O autor habituou-nos ao seu estilo “giro cabeçudo”, que a
editora portuguesa tem dado a conhecer de forma sistemática e com grande
qualidade, empregado em géneros afectos à fantasia, entre o delicodoce e o
sombrio. Esta família estilística é um episódio curioso na história da
ilustração e caricatura, remontando ao século XVIII italiano para criar formas
de representação que, partindo do grotesco e também remetendo a experiências
reais de anões no teatro, permitiam formas de criar fantasias de escala e
relações de poder. Durante o final do século XIX e no início do século XX, com
a alavancagem da nascente “ilustração infantil” (isto é, práticas visuais,
estruturais e poéticas específicas para crianças, de uma forma diferenciada dos
adultos que era inédita), introduzia-se a noção do “cute”, com autores como
Rose O’Neill e Grace Dreyton na linha da frente, bebendo das proporções dos
bebés para criarem as suas personagens e que seriam decisivas na banda
desenhada vindoura e de forma permanente (basta pensar, hoje, na presença e
sucesso de projectos de designer toys
como os bonecos Pop! da Funko). Todavia, não nos podemos abstrair de que uma
forma, quando é trabalhada para servir de instrumento aguçado de um propósito,
ao ser empregue num contexto bem distinto, pode sublinhar usos irónicos,
desviantes, surpreendentes ou então acaba por funcionar antes como um veículo
algo falho.
Ora, é precisamente essa a ideia que sentimos em relação a Rendez-vous em Phoenix. Apesar do autor se
manter, como é esperado, no campo do naturalismo (com a excepção de uma cena onírica-simbólica),
e introduzir pequenas diferenças em termos de pormenor de linha e
expressividade dos rostos, um trabalho de cor mais sóbrio, uma composição de
página mais regular em relação aos volumes anteriores, não deixam estas opções
de figuração por criar uma espécie de distância entre a gravidade do tema e o
seu tratamento. O momento em que os mexicanos passados são assaltados, o
brevíssimo cruzamento que fazem com negros americanos, e, enfim, todos os
momentos mais dinâmicos, acabam por ganhar uma leveza e comicidade que parece
desemparelhada com os propósitos de Sandoval. Ou seja, de uma forma metafórica algo deselegante
da nossa parte, se o autor atravessou uma fronteira em termos de conteúdo, mesmo
que de modo ténue, em termos formais não a cumpriu.

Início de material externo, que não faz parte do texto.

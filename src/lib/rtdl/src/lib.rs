//! The core of a runtime dynamic linker.
//!
//! The job of this crate is:
//!   1. Load modules (shared objects) and their dependencies, at most one copy of each name.
//!   2. Apply relocations to each newly loaded module, binding its symbolic references.
//!   3. Decide when and in which order initializers run.
//!   4. Answer symbol lookups on behalf of callers of `dlsym`.
//!
//! It does not know what a module file looks like. Reading headers, mapping segments, and
//! writing relocated values are the job of a [engine::ModuleLoader] provided by the user of the
//! crate, and finding the file for a name is the job of a retrieval callback passed to each open.
//! What this crate owns is the bookkeeping: which modules exist, who depends on whom, and which
//! definition of a symbol wins.
//!
//! # Modules and the global list
//! Every module the linker knows about is kept in one arena (see [modlist::ModuleList]), a graph
//! whose edges are dependency relationships. Modules are named by [Soname], and a name is loaded
//! at most once: opening a name that is already loaded hands back the existing module, and a
//! dependency that is already loaded is linked to instead of loaded again. This is why the graph
//! can have cycles, and it is fine if it does.
//!
//! The arena also keeps the *global list*: every fully loaded module, in load order, starting
//! with the startup modules that were already mapped when the linker was created. Some of these
//! modules are *global*, meaning they take part in the global scope.
//!
//! # Scopes
//! A scope is the order in which modules are searched for a symbol, and the first module that
//! defines the name wins. There are two of them:
//!
//! - The *local scope* of a module is its module tree: the module itself, then its dependencies
//!   depth first in the order they were declared, where a module shared by several dependencies
//!   counts only where it is first reached. Lookups through a handle use the local scope.
//! - The *global scope* is the global list restricted to global modules. When a module is
//!   relocated, the global scope is searched first, then the module's own local scope.
//!
//! Opening a module with [OpenMode::GLOBAL] promotes it and its whole tree: every module in the
//! tree that was not yet global becomes global and moves to the back of the global list, in tree
//! order.
//!
//! # Loading
//! Loading a name goes like this:
//! 1. Ask the retrieval callback for the file.
//! 2. Have the loader decode and map it, which tells us the dependency names and load bias.
//! 3. Register the module so that a dependency cycle back to it can find it.
//! 4. For each dependency, in order, reuse it if it is known or load it with these same steps.
//! 5. Have the loader apply relocations, resolving names through the relocation scope.
//! 6. Append the module to the global list.
//!
//! A module in a dependency cycle was relocated against an ancestor that is still loading, so
//! it waits in step 6 until that ancestor is appended, and they join the global list together.
//! If any step fails the module that failed is dropped again, together with every waiting
//! module bound to it. Modules that had already been appended as part of the same open stay
//! loaded.
//!
//! Once the open has a module, the loader runs the initializers of every module in its tree that
//! has not been initialized yet. The order is the reverse of a breadth-first walk from the
//! root, so dependencies are initialized before the modules that need them.
//!
//! # Error Handling
//! Errors are reported with [DlError], which implements std::error::Error and miette's
//! Diagnostic. Its message is that of its [DlErrorKind], and callers match on these strings.

mod error;
pub use error::*;

pub mod dlfcn;
pub mod engine;
pub mod linker;
pub mod modlist;
pub mod mode;
pub mod module;
pub mod scope;
pub mod soname;
pub mod symbol;

pub use engine::{DecodedModule, ModuleLoader, RetrieveError, StartupModule};
pub use linker::Linker;
pub use mode::OpenMode;
pub use module::{Handle, ModuleId, ModuleInfo};
pub use soname::Soname;
pub use symbol::{Symbol, SymbolKind, SymbolTable};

Enquanto projecto, é possível que este seja um processo
difícil para o autor, mas que poderá assinalar a transformação da sua vontade
criativa, espelhando o que sucedeu com tantos autores antes dele. A de
escaparem da força de atracção dos seus territórios mais habituais e que se constringem
a géneros e fórmulas mais ou menos convencionadas para começarem a batalhar com
contornos mais livres e pessoais, por vezes, quem sabe, até dolorosos. E como
reza o cliché, o início de uma viagem está no primeiro passo, dado aqui. Atravessando
uma fronteira.
Nota final: agradecimentos à editora e à organização dos
Galardões BD Comic Com Portugal, pela possibilidade de acesso ao pdf do livro.